If you’re still employed, check with your Human Resources department to nail down the benefits available to you. You may have access to paid time off, unpaid leave, employer-sponsored insurance coverages, medical counselors, doctors on call and more.

Maximize your benefits

If you find yourself without a job, get to know your severance package inside and out. What pay and benefits are you entitled to receive? How long do they last? Create a financial plan accordingly. And ensure that your employer sticks to the deal that’s been struck.

If you’ve lost your job and are scrambling for health insurance coverage, you have a variety of options available to you. Apply for your own policy through the Marketplace, sign up for COBRA coverage through your former employer and look into eligibility requirements for programs like Medicaid and CHIP.

Facing major property damage? Or a health crisis, disability or death?
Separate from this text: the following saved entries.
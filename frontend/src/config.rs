use log::Level;

/// Vertical offset, in pixels, past which the header counts as scrolled.
pub const SCROLL_THRESHOLD_PX: f64 = 20.0;

pub const BRAND_NAME: &str = "Online Promotion House";
pub const BRAND_TAGLINE: &str = "Export Growth Partners";
pub const CONTACT_EMAIL: &str = "kitty@onlinepromotionhouse.com";
pub const CONTACT_PHONE: &str = "+91 6262914149";
pub const REPRESENTATIVE: &str = "Kitty Bagga";

#[cfg(debug_assertions)]
pub fn log_level() -> Level {
    Level::Debug  // Verbose while developing locally
}

#[cfg(not(debug_assertions))]
pub fn log_level() -> Level {
    Level::Info
}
Pull up your policy declaration documents for the relevant insurance coverage and get familiar with your rights. Use your paperwork and customer service agents to help you find covered doctors, understand your deductibles and copays, identify whether you need referrals and so on.

Steer clear of risky money moves

Feeling panicked when facing a life crisis is natural. And worrying about the money angle can tempt you to make some ill-advised financial choices. Instead, stick with these fundamental rules:

  • DON’T cash out your investments. You’ve worked hard to build your Freedom Generator as a resource for your future self. So don’t turn to your Income Generator as a first line of defense against money woes.
  • DON’T pull money from your retirement savings. Specialized accounts like IRAs and retirement plans like 401(k)s often come with steep penalties for taking early withdrawals or even loans you intend to repay. Don’t add to your financial troubles by setting yourself up for high fees, extra income tax owed and a decreased balance in your Growth Engine.
  • DON’T rely on high-interest loans and lines of credit. If you’re struggling to make ends meet, the last thing you need is an exorbitant interest rate breathing down your neck. Turning to credit cards and predatory loans will quickly land you in debt that may only get worse over time.

So what’s your very best money move during a crisis? Turn to the safety net you’ve already built — your well-stocked emergency fund and the suite of insurance coverages you’ve put in place. A solid safety net will carry you through most of life’s messy financial times. And you’ll have priceless peace of mind during the good times as well.